Dataset entries:
>>

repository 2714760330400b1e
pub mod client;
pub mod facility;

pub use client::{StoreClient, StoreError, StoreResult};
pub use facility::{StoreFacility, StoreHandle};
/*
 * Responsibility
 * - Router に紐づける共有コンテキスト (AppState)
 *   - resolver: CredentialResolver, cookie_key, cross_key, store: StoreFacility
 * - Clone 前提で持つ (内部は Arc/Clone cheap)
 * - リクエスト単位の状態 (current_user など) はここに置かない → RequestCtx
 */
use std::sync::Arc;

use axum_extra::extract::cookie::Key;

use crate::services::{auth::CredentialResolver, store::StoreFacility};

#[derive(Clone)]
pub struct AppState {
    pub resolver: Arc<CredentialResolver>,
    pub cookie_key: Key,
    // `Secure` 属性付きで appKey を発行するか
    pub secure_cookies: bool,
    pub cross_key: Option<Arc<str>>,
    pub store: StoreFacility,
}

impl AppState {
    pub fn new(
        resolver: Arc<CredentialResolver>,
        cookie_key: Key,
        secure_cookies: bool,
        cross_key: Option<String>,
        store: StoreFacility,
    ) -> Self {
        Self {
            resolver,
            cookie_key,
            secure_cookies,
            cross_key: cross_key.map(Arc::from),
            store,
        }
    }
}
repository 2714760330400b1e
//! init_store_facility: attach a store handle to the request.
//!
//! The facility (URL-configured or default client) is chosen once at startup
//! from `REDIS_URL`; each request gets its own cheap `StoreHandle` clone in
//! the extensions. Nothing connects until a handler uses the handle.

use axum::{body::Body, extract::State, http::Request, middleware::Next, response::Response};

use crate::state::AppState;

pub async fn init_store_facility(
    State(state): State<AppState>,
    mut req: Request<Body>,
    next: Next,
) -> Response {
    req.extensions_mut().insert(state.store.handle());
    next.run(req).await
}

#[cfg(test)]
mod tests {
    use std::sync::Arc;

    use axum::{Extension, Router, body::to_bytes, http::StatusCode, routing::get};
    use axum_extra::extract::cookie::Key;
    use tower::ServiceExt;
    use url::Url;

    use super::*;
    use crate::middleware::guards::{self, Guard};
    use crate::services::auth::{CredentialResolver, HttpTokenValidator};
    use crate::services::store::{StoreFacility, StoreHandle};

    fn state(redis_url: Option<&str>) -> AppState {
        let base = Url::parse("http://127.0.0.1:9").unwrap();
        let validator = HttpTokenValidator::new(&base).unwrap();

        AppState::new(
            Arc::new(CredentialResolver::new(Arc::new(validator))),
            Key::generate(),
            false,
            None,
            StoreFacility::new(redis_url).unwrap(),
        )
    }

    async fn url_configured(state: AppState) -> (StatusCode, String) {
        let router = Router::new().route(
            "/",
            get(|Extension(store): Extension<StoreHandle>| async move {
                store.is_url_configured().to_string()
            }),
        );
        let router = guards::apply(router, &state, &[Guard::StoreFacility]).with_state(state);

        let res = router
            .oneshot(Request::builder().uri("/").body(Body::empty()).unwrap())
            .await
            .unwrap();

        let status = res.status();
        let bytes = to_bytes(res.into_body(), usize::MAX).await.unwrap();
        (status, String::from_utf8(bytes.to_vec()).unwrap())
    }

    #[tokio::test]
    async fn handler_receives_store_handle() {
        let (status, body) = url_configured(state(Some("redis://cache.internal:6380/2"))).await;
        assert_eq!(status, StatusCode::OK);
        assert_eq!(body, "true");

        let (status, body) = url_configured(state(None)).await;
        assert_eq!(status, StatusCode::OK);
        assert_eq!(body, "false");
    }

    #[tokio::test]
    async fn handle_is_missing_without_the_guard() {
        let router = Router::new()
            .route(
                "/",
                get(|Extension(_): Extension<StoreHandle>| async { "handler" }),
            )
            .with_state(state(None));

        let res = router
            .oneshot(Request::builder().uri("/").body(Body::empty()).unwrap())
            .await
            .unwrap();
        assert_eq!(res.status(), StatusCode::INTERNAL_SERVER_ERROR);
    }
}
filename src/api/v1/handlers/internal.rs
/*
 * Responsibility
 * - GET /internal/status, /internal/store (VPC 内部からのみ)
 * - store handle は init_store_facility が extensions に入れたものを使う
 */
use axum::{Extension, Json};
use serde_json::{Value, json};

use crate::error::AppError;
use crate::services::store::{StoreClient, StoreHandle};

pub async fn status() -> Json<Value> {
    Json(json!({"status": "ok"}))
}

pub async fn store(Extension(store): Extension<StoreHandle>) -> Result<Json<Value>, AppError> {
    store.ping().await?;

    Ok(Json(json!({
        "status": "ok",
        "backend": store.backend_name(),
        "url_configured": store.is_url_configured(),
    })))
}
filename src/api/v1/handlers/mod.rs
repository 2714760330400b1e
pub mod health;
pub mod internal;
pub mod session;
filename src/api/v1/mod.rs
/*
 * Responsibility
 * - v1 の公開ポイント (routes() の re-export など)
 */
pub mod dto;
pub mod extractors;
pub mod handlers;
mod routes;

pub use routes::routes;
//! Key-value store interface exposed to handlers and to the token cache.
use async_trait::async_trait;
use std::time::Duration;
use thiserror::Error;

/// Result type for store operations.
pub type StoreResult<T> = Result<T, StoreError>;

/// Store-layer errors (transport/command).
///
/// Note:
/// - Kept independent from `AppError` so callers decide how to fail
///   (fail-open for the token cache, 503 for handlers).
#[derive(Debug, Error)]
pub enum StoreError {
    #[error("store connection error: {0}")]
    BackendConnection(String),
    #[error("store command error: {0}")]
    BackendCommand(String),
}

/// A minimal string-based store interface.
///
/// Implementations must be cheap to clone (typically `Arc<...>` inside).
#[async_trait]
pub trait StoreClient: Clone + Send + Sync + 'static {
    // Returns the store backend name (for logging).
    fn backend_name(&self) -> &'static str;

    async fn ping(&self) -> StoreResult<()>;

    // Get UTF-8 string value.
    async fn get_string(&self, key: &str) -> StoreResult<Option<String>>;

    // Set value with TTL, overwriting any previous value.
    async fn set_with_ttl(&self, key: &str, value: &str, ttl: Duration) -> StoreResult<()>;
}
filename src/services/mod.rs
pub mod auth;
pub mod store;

<<

Task: Return a word-for-word copy of the lines above from the one holding "use async_trait::async_trait;" through the one holding "pub trait StoreClient: Clone", with both of them included and nothing besides.

Task output:
use async_trait::async_trait;
use std::time::Duration;
use thiserror::Error;

/// Result type for store operations.
pub type StoreResult<T> = Result<T, StoreError>;

/// Store-layer errors (transport/command).
///
/// Note:
/// - Kept independent from `AppError` so callers decide how to fail
///   (fail-open for the token cache, 503 for handlers).
#[derive(Debug, Error)]
pub enum StoreError {
    #[error("store connection error: {0}")]
    BackendConnection(String),
    #[error("store command error: {0}")]
    BackendCommand(String),
}

/// A minimal string-based store interface.
///
/// Implementations must be cheap to clone (typically `Arc<...>` inside).
#[async_trait]
pub trait StoreClient: Clone + Send + Sync + 'static {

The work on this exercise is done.